■ Problem requirements ■
Print word for word the first line of the records below and every following line through the one containing "pub const MAX_AGE: f64 = 150.0;"; print nothing else.

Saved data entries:
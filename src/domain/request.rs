use serde::{Deserialize, Serialize};

use crate::domain::model::{PassengerRecord, Port, Sex};
use crate::utils::error::{PredictorError, Result};
use crate::utils::validation::{validate_finite, validate_range};

pub const MAX_AGE: f64 = 150.0;

/// A categorical request field given either as its label or its integer code.
#[derive(Debug, Clone, PartialEq, Serialize, Deserialize)]
#[serde(untagged)]
pub enum CategoryValue {
    Code(i64),
    Label(String),
}

/// Body of `POST /predict`. Field names follow the dataset's column names.
#[derive(Debug, Clone, PartialEq, Serialize, Deserialize)]
#[serde(deny_unknown_fields)]
pub struct PassengerRequest {
    #[serde(rename = "Pclass")]
    pub pclass: i64,
    #[serde(rename = "Sex")]
    pub sex: CategoryValue,
    #[serde(rename = "Age", default)]
    pub age: Option<f64>,
    #[serde(rename = "SibSp")]
    pub sib_sp: i64,
    #[serde(rename = "Parch")]
    pub parch: i64,
    #[serde(rename = "Fare", default)]
    pub fare: Option<f64>,
    #[serde(rename = "Embarked", default)]
    pub embarked: Option<CategoryValue>,
}

impl PassengerRequest {
    /// Check ranges and decode categories. Missing Age, Fare and Embarked
    /// stay `None` and are filled later from the artifact.
    pub fn to_record(&self) -> Result<PassengerRecord> {
        validate_range("Pclass", self.pclass, 1, 3)?;

        let sex = match &self.sex {
            CategoryValue::Code(code) => Sex::from_code(*code)?,
            CategoryValue::Label(label) => Sex::parse_label(label)?,
        };

        if let Some(age) = self.age {
            validate_finite("Age", age)?;
            validate_range("Age", age, 0.0, MAX_AGE)?;
        }

        if let Some(fare) = self.fare {
            validate_finite("Fare", fare)?;
            validate_range("Fare", fare, 0.0, f64::MAX)?;
        }

        let embarked = match &self.embarked {
            None => None,
            Some(CategoryValue::Code(code)) => Some(Port::from_code(*code)?),
            Some(CategoryValue::Label(label)) => Some(Port::parse_label(label)?),
        };

        Ok(PassengerRecord {
            pclass: self.pclass as u8,
            sex,
            age: self.age,
            sib_sp: count_field("SibSp", self.sib_sp)?,
            parch: count_field("Parch", self.parch)?,
            fare: self.fare,
            embarked,
        })
    }
}

fn count_field(field: &str, value: i64) -> Result<u32> {
    u32::try_from(value).map_err(|_| {
        PredictorError::validation(field, format!("Value {} must be a non-negative count", value))
    })
}
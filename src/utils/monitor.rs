use std::time::{Duration, Instant};

#[cfg(feature = "cli")]
use std::sync::Mutex;
#[cfg(feature = "cli")]
use sysinfo::{Pid, System};

#[derive(Debug, Clone)]
pub struct ResourceSnapshot {
    pub cpu_usage: f32,
    pub memory_mb: u64,
    pub peak_memory_mb: u64,
}

/// Per-stage timing for training runs, with optional process stats.
pub struct ResourceMonitor {
    started: Instant,
    #[cfg(feature = "cli")]
    probe: Option<Mutex<ProcessProbe>>,
}

#[cfg(feature = "cli")]
struct ProcessProbe {
    system: System,
    pid: Pid,
    peak_memory_mb: u64,
}

#[cfg(feature = "cli")]
impl ProcessProbe {
    fn new() -> Option<Self> {
        let pid = match sysinfo::get_current_pid() {
            Ok(pid) => pid,
            Err(e) => {
                tracing::warn!("Resource monitoring disabled: {}", e);
                return None;
            }
        };
        let mut system = System::new_all();
        system.refresh_all();
        Some(Self {
            system,
            pid,
            peak_memory_mb: 0,
        })
    }

    fn snapshot(&mut self) -> Option<ResourceSnapshot> {
        self.system.refresh_all();
        let process = self.system.process(self.pid)?;
        let memory_mb = process.memory() / 1024 / 1024;
        self.peak_memory_mb = self.peak_memory_mb.max(memory_mb);
        Some(ResourceSnapshot {
            cpu_usage: process.cpu_usage(),
            memory_mb,
            peak_memory_mb: self.peak_memory_mb,
        })
    }
}

impl ResourceMonitor {
    #[cfg(feature = "cli")]
    pub fn new(enabled: bool) -> Self {
        Self {
            started: Instant::now(),
            probe: if enabled {
                ProcessProbe::new().map(Mutex::new)
            } else {
                None
            },
        }
    }

    // 非 CLI 建置只記錄時間
    #[cfg(not(feature = "cli"))]
    pub fn new(_enabled: bool) -> Self {
        Self {
            started: Instant::now(),
        }
    }

    pub fn is_enabled(&self) -> bool {
        #[cfg(feature = "cli")]
        {
            self.probe.is_some()
        }
        #[cfg(not(feature = "cli"))]
        {
            false
        }
    }

    pub fn elapsed(&self) -> Duration {
        self.started.elapsed()
    }

    pub fn snapshot(&self) -> Option<ResourceSnapshot> {
        #[cfg(feature = "cli")]
        {
            let probe = self.probe.as_ref()?;
            let mut probe = probe.lock().ok()?;
            probe.snapshot()
        }
        #[cfg(not(feature = "cli"))]
        {
            None
        }
    }

    pub fn log_stage(&self, stage: &str, stage_elapsed: Duration) {
        match self.snapshot() {
            Some(stats) => tracing::info!(
                stage,
                elapsed_ms = stage_elapsed.as_millis() as u64,
                cpu_usage = stats.cpu_usage,
                memory_mb = stats.memory_mb,
                peak_memory_mb = stats.peak_memory_mb,
                "📊 stage finished"
            ),
            None => tracing::debug!(
                stage,
                elapsed_ms = stage_elapsed.as_millis() as u64,
                "stage finished"
            ),
        }
    }

    pub fn log_final(&self) {
        let peak = self.snapshot().map(|s| s.peak_memory_mb);
        tracing::info!(
            total_ms = self.elapsed().as_millis() as u64,
            peak_memory_mb = ?peak,
            "📊 training run finished"
        );
    }
}

impl Default for ResourceMonitor {
    fn default() -> Self {
        Self::new(false)
    }
}
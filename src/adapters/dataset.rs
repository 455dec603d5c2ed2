//! CSV reader for the labeled passenger dataset.

use serde::Deserialize;

use crate::domain::model::{Dataset, LabeledRecord, PassengerRecord, Port, Sex};
use crate::utils::error::{PredictorError, Result};

/// Columns that must be present in the training CSV.
pub const REQUIRED_COLUMNS: [&str; 8] = [
    "Survived", "Pclass", "Sex", "Age", "SibSp", "Parch", "Fare", "Embarked",
];

#[derive(Debug, Deserialize)]
struct RawPassengerRow {
    #[serde(rename = "Survived")]
    survived: i64,
    #[serde(rename = "Pclass")]
    pclass: i64,
    #[serde(rename = "Sex")]
    sex: String,
    #[serde(rename = "Age")]
    age: Option<f64>,
    #[serde(rename = "SibSp")]
    sib_sp: i64,
    #[serde(rename = "Parch")]
    parch: i64,
    #[serde(rename = "Fare")]
    fare: Option<f64>,
    #[serde(rename = "Embarked")]
    embarked: Option<String>,
}

impl RawPassengerRow {
    fn into_labeled(self) -> Result<LabeledRecord> {
        let survived = match self.survived {
            0 => false,
            1 => true,
            other => {
                return Err(PredictorError::data_format(format!(
                    "Survived must be 0 or 1, got {}",
                    other
                )))
            }
        };

        if !(1..=3).contains(&self.pclass) {
            return Err(PredictorError::data_format(format!(
                "Pclass must be 1, 2 or 3, got {}",
                self.pclass
            )));
        }

        let sex = Sex::parse_label(&self.sex)?;
        let embarked = match self.embarked.as_deref().map(str::trim) {
            None | Some("") => None,
            Some(label) => Some(Port::parse_label(label)?),
        };

        Ok(LabeledRecord {
            passenger: PassengerRecord {
                pclass: self.pclass as u8,
                sex,
                age: non_negative("Age", self.age)?,
                sib_sp: count("SibSp", self.sib_sp)?,
                parch: count("Parch", self.parch)?,
                fare: non_negative("Fare", self.fare)?,
                embarked,
            },
            survived,
        })
    }
}

fn non_negative(column: &str, value: Option<f64>) -> Result<Option<f64>> {
    match value {
        Some(v) if !v.is_finite() || v < 0.0 => Err(PredictorError::data_format(format!(
            "{} must be a non-negative number, got {}",
            column, v
        ))),
        other => Ok(other),
    }
}

fn count(column: &str, value: i64) -> Result<u32> {
    u32::try_from(value).map_err(|_| {
        PredictorError::data_format(format!("{} must be a non-negative count, got {}", column, value))
    })
}

/// Parse the labeled CSV. Missing cells in Age, Fare and Embarked are kept
/// as missing values; every other problem fails the whole dataset.
pub fn read_dataset(bytes: &[u8]) -> Result<Dataset> {
    let mut reader = csv::ReaderBuilder::new()
        .trim(csv::Trim::All)
        .from_reader(bytes);

    let headers = reader.headers()?.clone();
    for column in REQUIRED_COLUMNS {
        if !headers.iter().any(|h| h == column) {
            return Err(PredictorError::MissingColumn {
                column: column.to_string(),
            });
        }
    }

    let dropped_columns: Vec<String> = headers
        .iter()
        .filter(|h| !REQUIRED_COLUMNS.contains(h))
        .map(str::to_string)
        .collect();
    if !dropped_columns.is_empty() {
        tracing::debug!("Dropping unused columns: {}", dropped_columns.join(", "));
    }

    let mut records = Vec::new();
    for (idx, row) in reader.deserialize::<RawPassengerRow>().enumerate() {
        // 第 1 行是表頭
        let line = idx + 2;
        let row = row.map_err(|e| PredictorError::data_format(format!("line {}: {}", line, e)))?;
        let record = row
            .into_labeled()
            .map_err(|e| PredictorError::data_format(format!("line {}: {}", line, e)))?;
        records.push(record);
    }

    if records.is_empty() {
        return Err(PredictorError::data_format("dataset contains no rows"));
    }

    Ok(Dataset {
        records,
        dropped_columns,
    })
}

■ Answer below ■
filename src/domain/request.rs
use serde::{Deserialize, Serialize};

use crate::domain::model::{PassengerRecord, Port, Sex};
use crate::utils::error::{PredictorError, Result};
use crate::utils::validation::{validate_finite, validate_range};

pub const MAX_AGE: f64 = 150.0;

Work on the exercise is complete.